I made it to Oxford in time to watch the boats come in across the finish line, horns sounding across the harbor as each one crossed. I didn’t even know which boat was his at first, but after enough regattas over the years, the atmosphere itself becomes familiar — the waiting near shore, the movement of sails gathering in the distance, the small crowd scanning the water.

Oxford has been part of our lives for years now. We first started going for Oxford Day seven or eight years ago and kept returning — sometimes by car, sometimes by sailboat from Tilghman Island. Like many small coastal towns, it reveals itself slowly. Quiet streets. Weathered docks. Old homes that seem untouched by urgency.
We walked for a while after the race, drifting through town while I stopped occasionally for more garden photographs.

Then, as usual, we said we should try somewhere new for dinner.
And, as usual, we ended up at Limoncello in St. Michaels anyway.
Some traditions survive not because they are exciting, but because returning to them feels like part of the story itself.
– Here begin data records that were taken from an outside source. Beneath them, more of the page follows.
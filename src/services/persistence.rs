//! Settings persistence collaborators.

use anyhow::{Context, Result};
use chrono::{DateTime, Utc};
use serde::{Deserialize, Serialize};
use std::fs;
use std::path::{Path, PathBuf};
use std::sync::{Mutex, PoisonError};

use super::write_atomic;
use crate::models::SettingsSnapshot;

/// Current version of the on-disk settings document.
const SETTINGS_DOCUMENT_VERSION: u32 = 1;

/// Stores and restores complete settings snapshots.
pub trait SettingsPersistence {
    /// Loads the last saved snapshot. A store that was never written yields an
    /// empty snapshot.
    fn load(&self) -> Result<SettingsSnapshot>;

    /// Saves a complete snapshot, replacing the previous one.
    fn save(&self, snapshot: &SettingsSnapshot) -> Result<()>;
}

/// On-disk settings document.
#[derive(Debug, Serialize, Deserialize)]
struct SettingsDocument {
    version: u32,
    saved_at: DateTime<Utc>,
    vars: SettingsSnapshot,
}

/// Persists snapshots as a versioned JSON document.
///
/// ```json
/// { "version": 1, "saved_at": "2024-05-01T12:00:00Z", "vars": { "color-primary": "#336699" } }
/// ```
#[derive(Debug, Clone)]
pub struct JsonFilePersistence {
    path: PathBuf,
}

impl JsonFilePersistence {
    /// Creates a persistence collaborator writing to `path`.
    #[must_use]
    pub fn new(path: impl Into<PathBuf>) -> Self {
        Self { path: path.into() }
    }

    /// Path of the settings document.
    #[must_use]
    pub fn path(&self) -> &Path {
        &self.path
    }
}

impl SettingsPersistence for JsonFilePersistence {
    fn load(&self) -> Result<SettingsSnapshot> {
        if !self.path.exists() {
            return Ok(SettingsSnapshot::new());
        }

        let content = fs::read_to_string(&self.path)
            .with_context(|| format!("Failed to read settings file: {}", self.path.display()))?;

        let document: SettingsDocument = serde_json::from_str(&content)
            .with_context(|| format!("Failed to parse settings file: {}", self.path.display()))?;

        if document.version > SETTINGS_DOCUMENT_VERSION {
            anyhow::bail!(
                "Settings file {} has version {}, newest supported is {}",
                self.path.display(),
                document.version,
                SETTINGS_DOCUMENT_VERSION
            );
        }

        Ok(document.vars)
    }

    fn save(&self, snapshot: &SettingsSnapshot) -> Result<()> {
        let document = SettingsDocument {
            version: SETTINGS_DOCUMENT_VERSION,
            saved_at: Utc::now(),
            vars: snapshot.clone(),
        };

        let content =
            serde_json::to_string_pretty(&document).context("Failed to serialize settings")?;

        write_atomic(&self.path, &content)
    }
}

/// Keeps the last saved snapshot in memory.
#[derive(Debug, Default)]
pub struct MemoryPersistence {
    saved: Mutex<Option<SettingsSnapshot>>,
    save_count: Mutex<usize>,
}

impl MemoryPersistence {
    /// Creates an empty store.
    #[must_use]
    pub fn new() -> Self {
        Self::default()
    }

    /// Creates a store that already holds `snapshot`.
    #[must_use]
    pub fn with_snapshot(snapshot: SettingsSnapshot) -> Self {
        Self {
            saved: Mutex::new(Some(snapshot)),
            save_count: Mutex::new(0),
        }
    }

    /// The most recently saved snapshot, if any.
    #[must_use]
    pub fn last_saved(&self) -> Option<SettingsSnapshot> {
        self.saved
            .lock()
            .unwrap_or_else(PoisonError::into_inner)
            .clone()
    }

    /// Number of successful `save` calls.
    #[must_use]
    pub fn save_count(&self) -> usize {
        *self.save_count.lock().unwrap_or_else(PoisonError::into_inner)
    }
}

impl SettingsPersistence for MemoryPersistence {
    fn load(&self) -> Result<SettingsSnapshot> {
        Ok(self.last_saved().unwrap_or_default())
    }

    fn save(&self, snapshot: &SettingsSnapshot) -> Result<()> {
        *self.saved.lock().unwrap_or_else(PoisonError::into_inner) = Some(snapshot.clone());
        *self.save_count.lock().unwrap_or_else(PoisonError::into_inner) += 1;
        Ok(())
    }
}

#[cfg(test)]
mod tests {
    use super::*;
    use tempfile::TempDir;

    #[test]
    fn test_json_file_missing_loads_empty() {
        let temp_dir = TempDir::new().unwrap();
        let persistence = JsonFilePersistence::new(temp_dir.path().join("settings.json"));
        assert!(persistence.load().unwrap().is_empty());
    }

    #[test]
    fn test_json_file_save_and_load() {
        let temp_dir = TempDir::new().unwrap();
        let path = temp_dir.path().join("nested").join("settings.json");
        let persistence = JsonFilePersistence::new(&path);

        let snapshot: SettingsSnapshot =
            [("color-primary", "#336699"), ("option-dark-mode", "on")]
                .into_iter()
                .collect();
        persistence.save(&snapshot).unwrap();

        assert_eq!(persistence.load().unwrap(), snapshot);
        assert!(!path.with_extension("json.tmp").exists());

        let raw: serde_json::Value =
            serde_json::from_str(&fs::read_to_string(&path).unwrap()).unwrap();
        assert_eq!(raw["version"], 1);
        assert!(raw["saved_at"].is_string());
        assert_eq!(raw["vars"]["color-primary"], "#336699");
    }

    #[test]
    fn test_json_file_rejects_newer_version() {
        let temp_dir = TempDir::new().unwrap();
        let path = temp_dir.path().join("settings.json");
        fs::write(
            &path,
            r#"{"version": 2, "saved_at": "2024-01-01T00:00:00Z", "vars": {}}"#,
        )
        .unwrap();

        let err = JsonFilePersistence::new(&path).load().unwrap_err();
        assert!(err.to_string().contains("version 2"));
    }

    #[test]
    fn test_json_file_reports_corrupt_document() {
        let temp_dir = TempDir::new().unwrap();
        let path = temp_dir.path().join("settings.json");
        fs::write(&path, "{ nope").unwrap();

        assert!(JsonFilePersistence::new(&path).load().is_err());
    }

    #[test]
    fn test_memory_persistence_counts_saves() {
        let persistence = MemoryPersistence::new();
        assert!(persistence.load().unwrap().is_empty());

        let snapshot: SettingsSnapshot = [("a", "1")].into_iter().collect();
        persistence.save(&snapshot).unwrap();

        assert_eq!(persistence.save_count(), 1);
        assert_eq!(persistence.last_saved(), Some(snapshot));
    }
}
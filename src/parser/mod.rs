//! Parsing for user-authored settings patch documents.
//!
//! A patch is a flat mapping of setting keys to values. It may be written as
//! JSON, JSON5, YAML or TOML; every format is normalized to a
//! [`serde_json::Value`] so the settings store sees a single shape.

use anyhow::{Context, Result};
use serde_json::Value;
use std::fs;
use std::path::Path;

/// Supported patch document formats.
#[derive(Debug, Clone, Copy, PartialEq, Eq)]
pub enum PatchFormat {
    /// `.json`
    Json,
    /// `.json5`
    Json5,
    /// `.yaml` / `.yml`
    Yaml,
    /// `.toml`
    Toml,
}

impl PatchFormat {
    /// Picks the format from a file extension.
    #[must_use]
    pub fn from_path(path: &Path) -> Option<Self> {
        let extension = path.extension()?.to_str()?.to_ascii_lowercase();
        match extension.as_str() {
            "json" => Some(Self::Json),
            "json5" => Some(Self::Json5),
            "yaml" | "yml" => Some(Self::Yaml),
            "toml" => Some(Self::Toml),
            _ => None,
        }
    }
}

/// Reads a patch document, choosing the parser by file extension.
pub fn load_patch(path: &Path) -> Result<Value> {
    let format = PatchFormat::from_path(path).with_context(|| {
        format!(
            "Unsupported patch file extension: {} (expected .json, .json5, .yaml, .yml or .toml)",
            path.display()
        )
    })?;

    let content = fs::read_to_string(path)
        .with_context(|| format!("Failed to read patch file: {}", path.display()))?;

    parse_patch(&content, format)
        .with_context(|| format!("Failed to parse patch file: {}", path.display()))
}

/// Parses patch text in the given format.
pub fn parse_patch(content: &str, format: PatchFormat) -> Result<Value> {
    let value = match format {
        PatchFormat::Json => serde_json::from_str(content).context("Invalid JSON")?,
        PatchFormat::Json5 => json5::from_str(content).context("Invalid JSON5")?,
        PatchFormat::Yaml => serde_yml::from_str(content).context("Invalid YAML")?,
        PatchFormat::Toml => {
            let table: toml::Table = toml::from_str(content).context("Invalid TOML")?;
            serde_json::to_value(table).context("TOML document is not representable as JSON")?
        }
    };
    Ok(value)
}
By dinner, the tire had already become funny. We talked about the race, the bridge, the absurd timing of my recent tire-changing lesson. Somewhere between the race and dinner, the day found its rhythm again.
And somewhere between Annapolis, Oxford, St. Michaels, and the long drive home, I found myself thinking about the way motherhood changes as children grow older.
Not disappearing.
Not becoming less important.
Just taking a different shape.
Less constant caretaking. More companionship. Shared projects. Familiar places. Long conversations in the car about boats and weather and seat cushions.
Being invited into each other’s lives instead of standing at the center of them.
By the time I pulled into the driveway that night, I felt tired, grateful, and strangely calm.
The kind of feeling that arrives after a day that could easily have unraveled but didn’t.
A shredded tire on the Bay Bridge.
A harbor full of sailboats.
An old favorite restaurant.
And the quiet reassurance that people can still return to each other in ordinary ways.